Its not such a good definition to define these classes on the input 
bias, because different devices act differently. Zero bias tubes usually 
take zero bias for class B and if run AB would need positive bias, but 
triodes that have that characteristic usually aren't run in AB modes. 
Some tubes, like 807 and 6146 need negative bias for all the classes, 
just they get more negative for the shorter conduction angles. And the 
drive power is greater driving the grid into conduction on the positive 
going peaks but that's not a requirement for class C, just typical of 
tubes in common use.

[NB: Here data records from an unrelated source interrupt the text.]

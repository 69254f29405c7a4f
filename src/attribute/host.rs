//! Attribute hosts: where reflected properties store their string form.
//!
//! [`AttributeHost`] abstracts the platform element. [`AttributeMap`] is the
//! in-memory host used by headless components and tests; it reports every
//! change to an optional listener, the way a hosting runtime reports observed
//! attribute changes.

use std::cell::RefCell;
use std::fmt;
use std::rc::Rc;

use indexmap::IndexMap;

/// Something that stores string attributes.
pub trait AttributeHost {
    fn get_attribute(&self, name: &str) -> Option<String>;
    fn set_attribute(&self, name: &str, value: &str);
    fn remove_attribute(&self, name: &str);

    fn has_attribute(&self, name: &str) -> bool {
        self.get_attribute(name).is_some()
    }
}

/// Listener invoked as `(name, old, new)` after an attribute changes.
pub type AttributeListener = Rc<dyn Fn(&str, Option<&str>, Option<&str>)>;

/// Insertion-ordered in-memory attribute storage.
#[derive(Default)]
pub struct AttributeMap {
    attributes: RefCell<IndexMap<String, String>>,
    listener: RefCell<Option<AttributeListener>>,
}

impl AttributeMap {
    /// Create an empty map.
    pub fn new() -> Self {
        Self::default()
    }

    /// Create an empty map behind an `Rc`, ready to hand to properties.
    pub fn shared() -> Rc<Self> {
        Rc::new(Self::new())
    }

    /// Report every subsequent change to `listener`. Replaces any previous one.
    pub fn set_listener(&self, listener: impl Fn(&str, Option<&str>, Option<&str>) + 'static) {
        *self.listener.borrow_mut() = Some(Rc::new(listener));
    }

    /// Stop reporting changes.
    pub fn clear_listener(&self) {
        self.listener.borrow_mut().take();
    }

    /// Number of attributes.
    pub fn len(&self) -> usize {
        self.attributes.borrow().len()
    }

    /// Whether there are no attributes.
    pub fn is_empty(&self) -> bool {
        self.attributes.borrow().is_empty()
    }

    /// All `(name, value)` pairs in insertion order.
    pub fn snapshot(&self) -> Vec<(String, String)> {
        self.attributes
            .borrow()
            .iter()
            .map(|(k, v)| (k.clone(), v.clone()))
            .collect()
    }

    fn notify(&self, name: &str, old: Option<&str>, new: Option<&str>) {
        // Clone out so the listener may touch this map again.
        let listener = self.listener.borrow().clone();
        if let Some(listener) = listener {
            listener(name, old, new);
        }
    }
}

impl AttributeHost for AttributeMap {
    fn get_attribute(&self, name: &str) -> Option<String> {
        self.attributes.borrow().get(name).cloned()
    }

    fn set_attribute(&self, name: &str, value: &str) {
        let old = self
            .attributes
            .borrow_mut()
            .insert(name.to_owned(), value.to_owned());
        self.notify(name, old.as_deref(), Some(value));
    }

    fn remove_attribute(&self, name: &str) {
        let old = self.attributes.borrow_mut().shift_remove(name);
        if old.is_some() {
            self.notify(name, old.as_deref(), None);
        }
    }
}

impl fmt::Debug for AttributeMap {
    fn fmt(&self, f: &mut fmt::Formatter<'_>) -> fmt::Result {
        f.debug_struct("AttributeMap")
            .field("attributes", &self.attributes.borrow())
            .field("listening", &self.listener.borrow().is_some())
            .finish()
    }
}

#[cfg(test)]
mod tests {
    use super::*;

    #[test]
    fn set_get_remove() {
        let map = AttributeMap::new();
        map.set_attribute("label", "OK");
        assert_eq!(map.get_attribute("label").as_deref(), Some("OK"));
        assert!(map.has_attribute("label"));
        map.remove_attribute("label");
        assert!(!map.has_attribute("label"));
        assert!(map.is_empty());
    }

    #[test]
    fn snapshot_keeps_insertion_order() {
        let map = AttributeMap::new();
        map.set_attribute("b", "2");
        map.set_attribute("a", "1");
        assert_eq!(
            map.snapshot(),
            vec![("b".into(), "2".into()), ("a".into(), "1".into())]
        );
    }

    #[test]
    fn listener_sees_old_and_new() {
        let map = AttributeMap::new();
        let log = Rc::new(RefCell::new(Vec::new()));
        let log_c = log.clone();
        map.set_listener(move |name, old, new| {
            log_c
                .borrow_mut()
                .push((name.to_owned(), old.map(str::to_owned), new.map(str::to_owned)));
        });
        map.set_attribute("x", "1");
        map.set_attribute("x", "2");
        map.remove_attribute("x");
        map.remove_attribute("x");
        assert_eq!(
            *log.borrow(),
            vec![
                ("x".into(), None, Some("1".into())),
                ("x".into(), Some("1".into()), Some("2".into())),
                ("x".into(), Some("2".into()), None),
            ]
        );
    }

    #[test]
    fn listener_may_write_back() {
        let map = AttributeMap::shared();
        let weak = Rc::downgrade(&map);
        map.set_listener(move |name, _, new| {
            if name == "source" {
                if let (Some(map), Some(new)) = (weak.upgrade(), new) {
                    map.set_attribute("mirror", new);
                }
            }
        });
        map.set_attribute("source", "v");
        assert_eq!(map.get_attribute("mirror").as_deref(), Some("v"));
    }

    #[test]
    fn clear_listener_stops_reports() {
        let map = AttributeMap::new();
        let count = Rc::new(std::cell::Cell::new(0));
        let count_c = count.clone();
        map.set_listener(move |_, _, _| count_c.set(count_c.get() + 1));
        map.set_attribute("a", "1");
        map.clear_listener();
        map.set_attribute("a", "2");
        assert_eq!(count.get(), 1);
    }
}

Then bipolar transistors can run with zero bias for 
class C, but need a little forward bias for class B and more for AB and 
A. Some FETs need bias just like a tube, but some enhancement mode 
(think mostly power MOSFETs like the IRF510 that works at RF) needs a 
little positive bias for class C, more to reach the threshold of class 
B, and more yet for AB and for A, yet if it draws gate current (besides 
that for charging the internal capacitances which can be significant) 
its blown on that cycle because to much voltage has blown the gate 
insulation layer good for only 20 volts for a standard level FET and 10 
volts for a logic level FET that's turned full on at less than 5 volts 
on the gate. And to add to the confusion there are N type and P type 
FETs where the normal terminal voltages of the P type are inverted from 
the N type.

73, Jerry, K0CQ

On 1/30/2011 9:18 PM, Bwana Bob wrote:
> Yes, the note from G3VTT was typed on the inside front cover.
> In the Century 22, with key up, the finals do not receive bias voltage.
> The final bias is only applied when the "T" voltage is present, but the
> driver bias is applied all the time.  After I replaced the finals but
> before touching the bias adjustments, I measured the current into the
> driver/final board as 93 mA in receive and 159 mA in transmit with no
> drive. More investigation is needed.  Maybe somone on the list can make
> some measurements on his Century 22.
> Correct me if I'm wrong, but I now recall that class C uses negative
> bias; class B uses zero bias. Class A uses positive bias to put the
> device into the middle of its linear range. I'm not sure about class "AB".